Foreign Minister Chung Eui-yong (left) and his US counterpart, Antony Blinken, meet for a brief session on the sidelines of the Meeting of the OECD Council at Ministerial Level in Paris on Tuesday. (Ministry of Foreign Affairs)
South Korean Foreign Minister Chung Eui-yong stressed the need to declare an official end to the Korean War in his talks with US Secretary of State Antony Blinken, amid recent signs of potential discrepancies between Seoul and Washington in their approaches to Pyongyang.
The two envoys held a pull-aside meeting Tuesday on the margins of a meeting of the Organization for Economic Cooperation and Development in Paris.
Chung told Blinken that President Moon Jae-in’s recent proposal to declare an end to the 1950-53 Korean War would be a “meaningful” confidence-building measure to engage the recalcitrant regime. The two agreed to closely communicate on the matter, according to the Foreign Ministry.
They also assessed the recent situation on the Korean Peninsula and exchanged views on ways to resume talks with North Korea, which have been stalled for more than two years.
Chung and Blinken met at a time of mixed signals from the North, with conciliatory gestures alternating with provocation. On Monday, communication between the two Koreas was restored about two months after Pyongyang unilaterally cut off contact in August. Moreover, Pyongyang conducted a flurry of missile tests last month -- firing a new cruise missile, a hypersonic missile and two ballistic missiles -- in defiance of UN Security Council resolutions banning the North from developing or testing nuclear weapons or ballistic missiles.
With just seven months left in his tenure, President Moon and his government have been engaged in a last-ditch attempt to put the peace process back on track, even as Pyongyang upped the ante with missile launches.
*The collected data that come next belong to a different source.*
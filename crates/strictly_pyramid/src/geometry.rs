//! Board geometry for pyramid tic-tac-toe.
//!
//! The board is a stack of rows of varying width, numbered from the apex
//! (row 1) downward. Columns are numbered from 1 within each row, so the
//! coordinate system is skewed: moving straight down a column or along a
//! diagonal walks across rows of different sizes.

use crate::error::GeometryError;
use derive_more::Display;
use serde::{Deserialize, Serialize};
use tracing::{debug, instrument};

/// Row sizes of the standard five-row pyramid.
pub const DEFAULT_PROFILE: [usize; 5] = [1, 2, 3, 2, 1];

/// A cell coordinate: row from the apex, column within the row (both 1-based).
#[derive(
    Debug, Clone, Copy, PartialEq, Eq, Hash, PartialOrd, Ord, Serialize, Deserialize, Display,
)]
#[display("({}, {})", row, col)]
pub struct Cell {
    /// Row, counted from the apex starting at 1.
    pub row: usize,
    /// Column within the row, starting at 1.
    pub col: usize,
}

impl Cell {
    /// Creates a cell coordinate. Validity is decided by a [`BoardGeometry`].
    pub const fn new(row: usize, col: usize) -> Self {
        Self { row, col }
    }

    /// Steps `steps` times along `direction` (negative steps walk backwards).
    ///
    /// Returns `None` if the walk leaves the non-negative quadrant. A result
    /// may still lie outside the board; callers check membership separately.
    pub fn offset(self, direction: Direction, steps: isize) -> Option<Cell> {
        let (d_row, d_col) = direction.delta();
        let row = self.row.checked_add_signed(d_row.checked_mul(steps)?)?;
        let col = self.col.checked_add_signed(d_col.checked_mul(steps)?)?;
        Some(Cell { row, col })
    }
}

impl From<(usize, usize)> for Cell {
    fn from((row, col): (usize, usize)) -> Self {
        Self { row, col }
    }
}

/// An axis along which three markers can line up.
#[derive(Debug, Clone, Copy, PartialEq, Eq, Hash, Serialize, Deserialize, Display)]
pub enum Direction {
    /// Along a row: (0, +1).
    Horizontal,
    /// Down a column: (+1, 0).
    Vertical,
    /// Down and to the left: (+1, -1).
    DiagonalLeft,
    /// Down and to the right: (+1, +1).
    DiagonalRight,
}

impl Direction {
    /// Every direction, in a fixed order.
    pub const ALL: [Direction; 4] = [
        Direction::Horizontal,
        Direction::Vertical,
        Direction::DiagonalLeft,
        Direction::DiagonalRight,
    ];

    /// Returns the step vector as (Δrow, Δcol).
    pub const fn delta(self) -> (isize, isize) {
        match self {
            Direction::Horizontal => (0, 1),
            Direction::Vertical => (1, 0),
            Direction::DiagonalLeft => (1, -1),
            Direction::DiagonalRight => (1, 1),
        }
    }
}

/// The fixed shape of a board and its canonical cell order.
///
/// Built once from a row-size profile and never mutated.
#[derive(Debug, Clone, PartialEq, Eq)]
pub struct BoardGeometry {
    profile: Vec<usize>,
    cells: Vec<Cell>,
}

impl BoardGeometry {
    /// Builds a geometry from row sizes listed from the apex downward.
    ///
    /// # Errors
    ///
    /// Returns [`GeometryError::EmptyProfile`] for an empty profile and
    /// [`GeometryError::ZeroSizedRow`] if any row has no cells.
    #[instrument]
    pub fn new(profile: &[usize]) -> Result<Self, GeometryError> {
        if profile.is_empty() {
            return Err(GeometryError::EmptyProfile);
        }
        if let Some(index) = profile.iter().position(|&size| size == 0) {
            return Err(GeometryError::ZeroSizedRow { row: index + 1 });
        }

        let geometry = Self::from_valid_profile(profile);
        debug!(
            rows = geometry.row_count(),
            cells = geometry.cell_count(),
            "Geometry built"
        );
        Ok(geometry)
    }

    /// The standard five-row pyramid (row sizes 1, 2, 3, 2, 1).
    pub fn pyramid() -> Self {
        Self::from_valid_profile(&DEFAULT_PROFILE)
    }

    fn from_valid_profile(profile: &[usize]) -> Self {
        let cells = profile
            .iter()
            .enumerate()
            .flat_map(|(index, &size)| (1..=size).map(move |col| Cell::new(index + 1, col)))
            .collect();
        Self {
            profile: profile.to_vec(),
            cells,
        }
    }

    /// Every valid cell, smallest row first and ascending column within a row.
    ///
    /// This is the canonical move order.
    pub fn canonical_coordinates(&self) -> &[Cell] {
        &self.cells
    }

    /// The four step vectors used for line detection.
    ///
    /// They do not depend on the profile.
    pub fn valid_step_directions(&self) -> [Direction; 4] {
        Direction::ALL
    }

    /// Row sizes, apex first.
    pub fn profile(&self) -> &[usize] {
        &self.profile
    }

    /// Number of rows.
    pub fn row_count(&self) -> usize {
        self.profile.len()
    }

    /// Number of cells in `row` (1-based), or `None` past the last row.
    pub fn row_size(&self, row: usize) -> Option<usize> {
        row.checked_sub(1)
            .and_then(|index| self.profile.get(index))
            .copied()
    }

    /// Total number of cells.
    pub fn cell_count(&self) -> usize {
        self.cells.len()
    }

    /// Whether `cell` lies on this board.
    pub fn contains(&self, cell: Cell) -> bool {
        cell.col >= 1 && self.row_size(cell.row).is_some_and(|size| cell.col <= size)
    }
}

impl Default for BoardGeometry {
    fn default() -> Self {
        Self::pyramid()
    }
}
At the United Nations General Assembly last month, Moon again proposed declaring a formal end to the Korean War -- which concluded with a cease-fire rather than a peace treaty -- as a first step toward denuclearization and peace.
South Korea has been pushing the US to do more. In an interview with the Washington Post last week, Foreign Minister Chung called on the Biden administration to spell out the specific incentives it would offer Pyongyang at the negotiating table. In response, a senior US official was quoted as saying the US had put forward specific proposals for discussion with the North but Pyongyang had not responded.
The minister also addressed a parliamentary session last week and mentioned the need to ease sanctions on North Korea as a way to draw the regime back to the nuclear talks.
The US State Department seemed to disagree with Chung and issued a statement stressing the need to maintain sanctions against North Korea.
“It is important for the international community to send a strong, unified message that the DPRK must halt provocations, abide by its obligations under UN Security Council resolutions and engage in sustained and intensive negotiations with the United States,” a State Department spokesperson told the Voice of America.
Meanwhile, in Paris, Chung also held talks with his Italian counterpart, Luigi Di Maio. The two envoys agreed to expand bilateral cooperation in “future-oriented” sectors such as green industries, according to the ministry.
He also met Croatian Foreign Minister Gordan Grlic Radman and discussed bilateral relations and issues on the Korean Peninsula. With the next year marking the 30th anniversary of the establishment of bilateral ties between Croatia and South Korea, the two agreed to work together to deepen relations through high-level exchanges.
On Tuesday, Chung delivered a keynote speech at the OECD ministerial session highlighting global efforts to tackle the COVID-19 pandemic. Chung stressed the need to open country borders to facilitate the exchange of genetic information and distribute vaccines and treatments.
He also said Seoul would keep its earlier pledge to donate $200 million to the COVAX facility in the interest of achieving a swift vaccine supply.